Bateristas en la sombra IX: Antonio Moreno El Tacita

 En un lugar que hace un tiempo estaba destinado a ''auspiciar'' al culto, al silencio, al recogimiento, sentó cátedra de percusionista Antonio Moreno El Tacita, quien en el año 1978 ya había forjando una carrera artística de primer orden. 

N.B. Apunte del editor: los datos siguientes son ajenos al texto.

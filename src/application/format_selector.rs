// Format expressions handed to yt-dlp.
//
// mp4 video + m4a audio is preferred so the merge into an mp4 container is a
// plain remux; every expression ends in an unrestricted `b` fallback.

use crate::domain::Quality;

const AUDIO_ONLY: &str = "ba/b";

/// Maps a quality tier and the audio-only flag to a format expression.
pub fn format_expression(quality: Quality, audio_only: bool) -> String {
    if audio_only {
        return AUDIO_ONLY.to_string();
    }

    match quality.max_height() {
        None => "bv*[ext=mp4]+ba[ext=m4a]/bv*+ba/b".to_string(),
        Some(height) => format!(
            "bv*[height<={h}][ext=mp4]+ba[ext=m4a]/bv*[height<={h}]+ba/b",
            h = height
        ),
    }
}
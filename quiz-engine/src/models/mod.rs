use chrono::{DateTime, Utc};
use serde::{Deserialize, Serialize};
use std::collections::HashMap;

pub mod achievement;
pub mod cache;
pub mod progress;
pub mod review;

#[derive(Debug, Clone, Serialize, Deserialize)]
#[serde(rename_all = "camelCase")]
pub struct Deck {
    pub id: String,
    pub title: String,
    pub category: Option<String>,
}

#[derive(Debug, Clone, Serialize, Deserialize)]
#[serde(rename_all = "camelCase")]
pub struct Flashcard {
    pub id: String,
    pub term: String,
    pub definition: String,
}

/// A question generated for one session. Only `Identification` is produced
/// today; the other variants exist so the scorer's handling of every kind
/// is checked at compile time.
#[derive(Debug, Clone, Serialize, Deserialize)]
#[serde(tag = "kind", rename_all = "camelCase")]
pub enum Question {
    #[serde(rename_all = "camelCase")]
    Identification {
        id: String,
        prompt: String,
        expected_answer: String,
    },
    #[serde(rename_all = "camelCase")]
    TrueFalse {
        id: String,
        prompt: String,
        expected_answer: bool,
    },
    #[serde(rename_all = "camelCase")]
    MultipleChoice {
        id: String,
        prompt: String,
        options: Vec<String>,
        expected_answer: String,
    },
}

impl Question {
    pub fn id(&self) -> &str {
        match self {
            Question::Identification { id, .. } => id,
            Question::TrueFalse { id, .. } => id,
            Question::MultipleChoice { id, .. } => id,
        }
    }

    pub fn prompt(&self) -> &str {
        match self {
            Question::Identification { prompt, .. } => prompt,
            Question::TrueFalse { prompt, .. } => prompt,
            Question::MultipleChoice { prompt, .. } => prompt,
        }
    }

    pub fn expected_answer_text(&self) -> String {
        match self {
            Question::Identification {
                expected_answer, ..
            } => expected_answer.clone(),
            Question::TrueFalse {
                expected_answer, ..
            } => expected_answer.to_string(),
            Question::MultipleChoice {
                expected_answer, ..
            } => expected_answer.clone(),
        }
    }

    pub fn kind(&self) -> QuestionKind {
        match self {
            Question::Identification { .. } => QuestionKind::Identification,
            Question::TrueFalse { .. } => QuestionKind::TrueFalse,
            Question::MultipleChoice { .. } => QuestionKind::MultipleChoice,
        }
    }
}

#[derive(Debug, Clone, Copy, PartialEq, Eq, Serialize, Deserialize)]
#[serde(rename_all = "camelCase")]
pub enum QuestionKind {
    Identification,
    TrueFalse,
    MultipleChoice,
}

/// Submitted answers keyed by question id. Grows while the session runs;
/// never holds an entry for an unanswered question, so recording an empty
/// string clears any previous answer.
#[derive(Debug, Clone, Default)]
pub struct AnswerRecord {
    answers: HashMap<String, String>,
}

impl AnswerRecord {
    pub fn new() -> Self {
        Self::default()
    }

    pub fn record(&mut self, question_id: &str, answer: &str) {
        if answer.is_empty() {
            self.answers.remove(question_id);
        } else {
            self.answers
                .insert(question_id.to_string(), answer.to_string());
        }
    }

    pub fn get(&self, question_id: &str) -> Option<&str> {
        self.answers.get(question_id).map(String::as_str)
    }

    pub fn len(&self) -> usize {
        self.answers.len()
    }

    pub fn is_empty(&self) -> bool {
        self.answers.is_empty()
    }
}

/// The frozen outcome of one quiz session. Created exactly once when the
/// session enters tallying; every downstream write (progress, reviews,
/// achievements, summary) is derived from this value, never from live
/// session state, so a retried write can never observe drifted counts.
#[derive(Debug, Clone, Serialize, Deserialize)]
#[serde(rename_all = "camelCase")]
pub struct SessionResult {
    pub deck_id: String,
    pub deck_title: String,
    pub user_id: String,
    pub total_questions: u32,
    pub correct_count: u32,
    pub incorrect_count: u32,
    pub score: u8,
    pub time_spent_seconds: u64,
    pub completed_at: DateTime<Utc>,
    pub per_question: Vec<PerQuestionResult>,
}

#[derive(Debug, Clone, Serialize, Deserialize)]
#[serde(rename_all = "camelCase")]
pub struct PerQuestionResult {
    pub flashcard_id: String,
    pub prompt: String,
    pub expected_answer: String,
    /// Empty when the question was never answered.
    pub submitted_answer: String,
    pub kind: QuestionKind,
    pub correct: bool,
}

impl PerQuestionResult {
    pub fn answered(&self) -> bool {
        !self.submitted_answer.is_empty()
    }
}

/// Coarse audit record always written to the local fallback cache at
/// session completion, readable without a network round trip.
#[derive(Debug, Clone, Serialize, Deserialize)]
#[serde(rename_all = "camelCase")]
pub struct QuizSummary {
    pub deck_id: String,
    pub deck_title: String,
    pub score: u8,
    pub correct_count: u32,
    pub total_questions: u32,
    pub time_spent_seconds: u64,
}

impl From<&SessionResult> for QuizSummary {
    fn from(result: &SessionResult) -> Self {
        Self {
            deck_id: result.deck_id.clone(),
            deck_title: result.deck_title.clone(),
            score: result.score,
            correct_count: result.correct_count,
            total_questions: result.total_questions,
            time_spent_seconds: result.time_spent_seconds,
        }
    }
}

#[cfg(test)]
mod tests {
    use super::*;

    #[test]
    fn answer_record_drops_cleared_answers() {
        let mut answers = AnswerRecord::new();
        answers.record("q1", "Paris");
        assert_eq!(answers.get("q1"), Some("Paris"));

        answers.record("q1", "");
        assert_eq!(answers.get("q1"), None);
        assert!(answers.is_empty());
    }

    #[test]
    fn answer_record_overwrites() {
        let mut answers = AnswerRecord::new();
        answers.record("q1", "first");
        answers.record("q1", "second");
        assert_eq!(answers.get("q1"), Some("second"));
        assert_eq!(answers.len(), 1);
    }

    #[test]
    fn question_serializes_with_kind_tag() {
        let question = Question::Identification {
            id: "card-1".to_string(),
            prompt: "Capital of France".to_string(),
            expected_answer: "Paris".to_string(),
        };
        let json = serde_json::to_value(&question).unwrap();
        assert_eq!(json["kind"], "identification");
        assert_eq!(json["expectedAnswer"], "Paris");
    }
}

Su propuesta era llamativa, entregada, radical y honda desde el primer asomo. Era capaz de hacer ritmo con unas varas blandidas al aire y unas bolsas llenas de piedras en las caderas. Su espíritu creativo no conocía límites en las siempre sobresalientes alas de la libertad. Antonio Moreno era percusión en su todo su contexto expresada con botellas, vasos, mesas, suelos, tambores, marimbas, baterías... Y por supuesto el cuerpo, estilizado siendo puro nervio como el de los bailaores potentes, un territorio sonoro de inmensas posibilidades. El cuerpo como objeto de deseo y percusión, con detalles que recuerdan a Israel Galván en un intento de baile y una entrega absoluta a la ejecución, incluso de forma facial. 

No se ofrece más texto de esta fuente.